そのほか、運動不足、睡眠不足、過度な飲酒、ストレスなども高血圧の原因となる生活習慣として知られています。
つまり、これらの生活習慣を一つずつ改善していくことが、高血圧改善への確実な道筋となるのです。
日々の生活習慣で血圧を改善する方法
高血圧を改善するためには、毎日の生活習慣を見直すことが欠かせません。
ここでは、日常生活の中で取り組める具体的な対策について解説します。
これらの習慣は、血圧を下げるだけでなく、全身の健康維持にも役立つものばかりです。
睡眠不足は夜間高血圧を招くため、質の良い睡眠を確保しよう
十分な睡眠は、血圧管理において非常に重要な要素です。
睡眠不足や質の悪い睡眠が続くと、血圧が上昇しやすくなることが研究で示されています。

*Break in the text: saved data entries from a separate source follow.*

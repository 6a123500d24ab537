//! Keyboard input: key canonicalization, key tables and the dispatcher.

pub mod actions;
pub mod handler;
pub mod keys;
pub mod table;

pub use handler::{Dispatch, InputHandler};
pub use keys::{KeyEvent, KeyToken, Modifiers};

成人の場合、1日7時間以上の睡眠を確保することが推奨されています。
睡眠中は本来、血圧が日中よりも低下するのが正常な状態です。
しかし、睡眠時間が短かったり、睡眠の質が悪かったりすると、この血圧の低下が十分に起こらず、夜間も高い血圧が続いてしまいます。

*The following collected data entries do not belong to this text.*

// Copyright 2025 the Understory Authors
// SPDX-License-Identifier: Apache-2.0 OR MIT

//! Popover configuration, validation, and change classification.

use kurbo::{Insets, Size};
use peniko::Color;

use crate::geometry::{ArrowShape, EdgeClearance};
use crate::layout::Reservation;

bitflags::bitflags! {
    /// Work a configuration change requires from the host.
    #[derive(Clone, Copy, Debug, PartialEq, Eq, Hash)]
    pub struct Dirty: u8 {
        /// Layout must run again (and paint after it).
        const LAYOUT = 0b0000_0001;
        /// Paint must run again.
        const PAINT  = 0b0000_0010;
    }
}

impl Dirty {
    /// Flags raised by a geometry-affecting change.
    pub const GEOMETRY: Self = Self::LAYOUT.union(Self::PAINT);
}

/// Reasons a [`PopoverConfig`] is rejected.
#[derive(Clone, Copy, Debug, PartialEq, thiserror::Error)]
pub enum ConfigError {
    /// A dimension was negative, infinite, or NaN.
    #[error("`{field}` must be finite and >= 0, got {value}")]
    InvalidDimension {
        /// Name of the offending field.
        field: &'static str,
        /// The rejected value.
        value: f64,
    },
    /// The screen size had a negative or NaN component.
    #[error("screen size must be >= 0 on both axes, got {width}x{height}")]
    InvalidScreenSize {
        /// Rejected width.
        width: f64,
        /// Rejected height.
        height: f64,
    },
    /// A padding inset was negative, infinite, or NaN.
    #[error("padding insets must be finite and >= 0, got {0:?}")]
    InvalidPadding(Insets),
}

/// Everything the popover needs besides its child and focal point.
///
/// Use struct update syntax over [`PopoverConfig::default`] and check the result with
/// [`PopoverConfig::validate`], or hand it to [`Popover::new`](crate::Popover::new),
/// which asserts validity.
#[derive(Clone, Copy, Debug)]
pub struct PopoverConfig {
    /// Corner radius of the body.
    pub border_radius: f64,
    /// Width of the arrow where it meets the body.
    pub arrow_base_width: f64,
    /// Distance from the body edge to the arrow tip.
    pub arrow_length: f64,
    /// Whether the arrow may leave the left or right edge.
    pub allow_horizontal_arrow: bool,
    /// Far-bound policy for the arrow center.
    pub edge_clearance: EdgeClearance,
    /// Space between the body edge and the child.
    pub padding: Option<Insets>,
    /// Size of the display; the popover never asks for more.
    ///
    /// Infinite by default, which leaves the incoming constraints in charge.
    pub screen_size: Size,
    /// Fill color of the body and arrow.
    pub background_color: Color,
    /// Shadow elevation; `0.0` disables the shadow.
    pub elevation: f64,
    /// Color of the shadow.
    pub shadow_color: Color,
    /// Draw the outer bounds and the focal point on top of everything.
    pub show_debug_paint: bool,
}

impl Default for PopoverConfig {
    fn default() -> Self {
        Self {
            border_radius: 12.0,
            arrow_base_width: 18.0,
            arrow_length: 12.0,
            allow_horizontal_arrow: true,
            edge_clearance: EdgeClearance::Compat,
            padding: None,
            screen_size: Size::new(f64::INFINITY, f64::INFINITY),
            background_color: Color::from_rgba8(0xff, 0xff, 0xff, 0xff),
            elevation: 8.0,
            shadow_color: Color::from_rgba8(0x00, 0x00, 0x00, 0xff),
            show_debug_paint: false,
        }
    }
}

impl PopoverConfig {
    /// Check the construction preconditions.
    pub fn validate(&self) -> Result<(), ConfigError> {
        check_dimension("border_radius", self.border_radius)?;
        check_dimension("arrow_base_width", self.arrow_base_width)?;
        check_dimension("arrow_length", self.arrow_length)?;
        check_dimension("elevation", self.elevation)?;
        let screen = self.screen_size;
        if !(screen.width >= 0.0 && screen.height >= 0.0) {
            return Err(ConfigError::InvalidScreenSize {
                width: screen.width,
                height: screen.height,
            });
        }
        if let Some(p) = self.padding
            && ![p.x0, p.y0, p.x1, p.y1]
                .iter()
                .all(|v| v.is_finite() && *v >= 0.0)
        {
            return Err(ConfigError::InvalidPadding(p));
        }
        Ok(())
    }

    /// Arrow dimensions used for placement and path construction.
    pub fn arrow_shape(&self) -> ArrowShape {
        ArrowShape {
            border_radius: self.border_radius,
            base_width: self.arrow_base_width,
            length: self.arrow_length,
            clearance: self.edge_clearance,
        }
    }

    /// Layout reservation for the current padding and arrow length.
    pub fn reservation(&self) -> Reservation {
        Reservation::new(self.padding, self.arrow_length)
    }

    /// Whether the shadow should be rendered as if the background lets light through.
    pub fn is_translucent(&self) -> bool {
        self.background_color.components[3] < 1.0
    }

    /// Classify what changes between `self` and `next`.
    ///
    /// Geometry-affecting fields yield [`Dirty::GEOMETRY`]; purely visual fields yield
    /// [`Dirty::PAINT`]. Identical configurations yield an empty set.
    pub fn diff(&self, next: &Self) -> Dirty {
        let mut dirty = Dirty::empty();
        if self.border_radius != next.border_radius
            || self.arrow_base_width != next.arrow_base_width
            || self.arrow_length != next.arrow_length
            || self.allow_horizontal_arrow != next.allow_horizontal_arrow
            || self.edge_clearance != next.edge_clearance
            || self.padding != next.padding
            || self.screen_size != next.screen_size
        {
            dirty |= Dirty::GEOMETRY;
        }
        if !same_color(self.background_color, next.background_color)
            || !same_color(self.shadow_color, next.shadow_color)
            || self.elevation != next.elevation
            || self.show_debug_paint != next.show_debug_paint
        {
            dirty |= Dirty::PAINT;
        }
        dirty
    }
}

pub(crate) fn check_dimension(field: &'static str, value: f64) -> Result<(), ConfigError> {
    if value.is_finite() && value >= 0.0 {
        Ok(())
    } else {
        Err(ConfigError::InvalidDimension { field, value })
    }
}

pub(crate) fn same_color(a: Color, b: Color) -> bool {
    a.components == b.components
}

#[cfg(test)]
mod tests {
    use super::*;

    #[test]
    fn default_is_valid() {
        assert_eq!(PopoverConfig::default().validate(), Ok(()));
    }

    #[test]
    fn negative_dimensions_rejected() {
        let config = PopoverConfig {
            elevation: -1.0,
            ..PopoverConfig::default()
        };
        assert_eq!(
            config.validate(),
            Err(ConfigError::InvalidDimension {
                field: "elevation",
                value: -1.0,
            })
        );

        let config = PopoverConfig {
            arrow_length: -0.5,
            ..PopoverConfig::default()
        };
        assert!(matches!(
            config.validate(),
            Err(ConfigError::InvalidDimension {
                field: "arrow_length",
                ..
            })
        ));

        let config = PopoverConfig {
            border_radius: f64::NAN,
            ..PopoverConfig::default()
        };
        assert!(config.validate().is_err());
    }

    #[test]
    fn bad_padding_and_screen_rejected() {
        let config = PopoverConfig {
            padding: Some(Insets::new(1.0, -2.0, 0.0, 0.0)),
            ..PopoverConfig::default()
        };
        assert!(matches!(
            config.validate(),
            Err(ConfigError::InvalidPadding(_))
        ));

        let config = PopoverConfig {
            screen_size: Size::new(-1.0, 10.0),
            ..PopoverConfig::default()
        };
        assert!(matches!(
            config.validate(),
            Err(ConfigError::InvalidScreenSize { .. })
        ));
    }

    #[test]
    fn diff_identical_is_empty() {
        let a = PopoverConfig::default();
        assert!(a.diff(&a).is_empty());
    }

    #[test]
    fn diff_classifies_geometry_and_visuals() {
        let base = PopoverConfig::default();

        let geometry = [
            PopoverConfig {
                border_radius: 4.0,
                ..base
            },
            PopoverConfig {
                arrow_length: 6.0,
                ..base
            },
            PopoverConfig {
                padding: Some(Insets::uniform(8.0)),
                ..base
            },
            PopoverConfig {
                allow_horizontal_arrow: false,
                ..base
            },
            PopoverConfig {
                screen_size: Size::new(1024.0, 768.0),
                ..base
            },
        ];
        for next in geometry {
            assert_eq!(base.diff(&next), Dirty::GEOMETRY, "{next:?}");
        }

        let visual = [
            PopoverConfig {
                background_color: Color::from_rgba8(0x20, 0x20, 0x20, 0xff),
                ..base
            },
            PopoverConfig {
                elevation: 2.0,
                ..base
            },
            PopoverConfig {
                show_debug_paint: true,
                ..base
            },
        ];
        for next in visual {
            assert_eq!(base.diff(&next), Dirty::PAINT, "{next:?}");
        }
    }

    #[test]
    fn translucency_follows_alpha() {
        let opaque = PopoverConfig::default();
        assert!(!opaque.is_translucent());
        let see_through = PopoverConfig {
            background_color: Color::from_rgba8(0xff, 0xff, 0xff, 0x80),
            ..opaque
        };
        assert!(see_through.is_translucent());
    }

    #[test]
    fn error_message_names_field() {
        let err = ConfigError::InvalidDimension {
            field: "elevation",
            value: -3.0,
        };
        assert_eq!(
            alloc::format!("{err}"),
            "`elevation` must be finite and >= 0, got -3"
        );
    }
}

夜間高血圧は、心血管疾患のリスクをさらに高めることがわかっています。
夜間血圧と血圧上昇パターンは、特に心不全において、全心血管イベント発生率と独立して関連していた。
引用:PubMed Central Nighttime Blood Pressure Phenotype and Cardiovascular Prognosis: Practitioner-Based Nationwide JAMP Study
良質な睡眠を得るためには、毎日同じ時刻に寝起きする規則正しい生活リズムを心がけることが大切です。

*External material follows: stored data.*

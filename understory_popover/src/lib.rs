// Copyright 2025 the Understory Authors
// SPDX-License-Identifier: Apache-2.0 OR MIT

// After you edit the crate's doc comment, run this command, then check README.md for any missing links
// cargo rdme --workspace-project=understory_popover --heading-base-level=0

//! Understory Popover: geometry and paint sequencing for popovers with a pointing arrow.
//!
//! A popover is a rounded rectangle with an arrow that points at a *focal point*, for
//! example the selection a toolbar acts on. The focal point can move every frame (while
//! scrolling, say) without anything else changing, so the arrow is re-placed on every
//! paint pass while layout only reruns when geometry-affecting configuration changes.
//!
//! This crate is renderer-agnostic. It produces [`kurbo`] paths and decisions; drawing
//! goes through the [`PaintSurface`] trait that the host implements.
//!
//! ## Pieces
//!
//! - [`ArrowPlacement::resolve`], [`arrow_direction`], [`arrow_center`]: which edge the
//!   arrow leaves from and where along it, clamped clear of the rounded corners.
//!   Without a focal point the arrow points down from the middle of the bottom edge.
//! - [`border_path`]: the body and arrow as a single closed [`kurbo::BezPath`].
//! - [`Reservation`] / [`PopoverLayout`]: space kept for the arrow (on all four sides,
//!   so the arrow can flip edges without a relayout) and padding, child constraints,
//!   content offset, and final size.
//! - [`PaintPass`]: shadow, fill, child, debug overlay, in that order.
//! - [`hit_test`]: child first, then the whole outer rectangle.
//! - [`Popover`]: the stateful component hosts talk to. Its setters only record
//!   [`Dirty`] flags when a value actually changes.
//!
//! ## Example
//!
//! ```rust
//! use kurbo::{Point, Size};
//! use understory_popover::{ArrowDirection, ArrowPlacement, PopoverConfig, border_path};
//!
//! let config = PopoverConfig::default();
//! let shape = config.arrow_shape();
//! let size = Size::new(200.0, 100.0);
//!
//! // Focal point above the popover, within its horizontal span.
//! let placement = ArrowPlacement::resolve(Some(Point::new(100.0, -50.0)), size, &shape, true);
//! assert_eq!(placement.direction, ArrowDirection::Up);
//! assert_eq!(placement.center, 100.0);
//!
//! // No focal point yet: fall back to pointing down from the middle.
//! let fallback = ArrowPlacement::resolve(None, size, &shape, true);
//! assert_eq!(fallback.direction, ArrowDirection::Down);
//!
//! let path = border_path(placement, size, &shape);
//! assert!(!path.elements().is_empty());
//! ```
//!
//! ## Degenerate sizes
//!
//! When a popover is too small for the arrow to fit between its corners, the arrow's
//! travel range inverts; the arrow center is then pinned to the middle of the edge.
//! The corner radius used for the outline is limited to half the shorter body side.
//!
//! This crate is `no_std` and uses `alloc`.

#![no_std]

extern crate alloc;

mod config;
mod geometry;
mod hit;
mod layout;
mod paint;
mod path;
mod popover;

pub use config::{ConfigError, Dirty, PopoverConfig};
pub use geometry::{
    ArrowDirection, ArrowPlacement, ArrowShape, EdgeClearance, arrow_center, arrow_direction,
};
pub use hit::{HitCollector, PopoverHit, hit_test};
pub use layout::{Constraints, PopoverLayout, Reservation};
pub use paint::{
    DEBUG_BOUNDS_COLOR, DEBUG_FOCAL_COLOR, DEBUG_FOCAL_RADIUS, PaintPass, PaintSurface,
};
pub use path::{ArrowTriangle, border_path, content_rect};
pub use popover::{Popover, PopoverChild};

就寝前の数時間は、パソコンやスマートフォンなどの強い光を避け、カフェインやアルコールの摂取も控えるとよいでしょう。
また、いびきをかく、睡眠中に呼吸が止まるといった症状がある場合は、睡眠時無呼吸症候群の可能性もあるため、医療機関での相談をお勧めします。
ストレスとうまく付き合うことで血圧の上昇を防ぐ
長期的なストレスは、血圧を上昇させる要因の一つです。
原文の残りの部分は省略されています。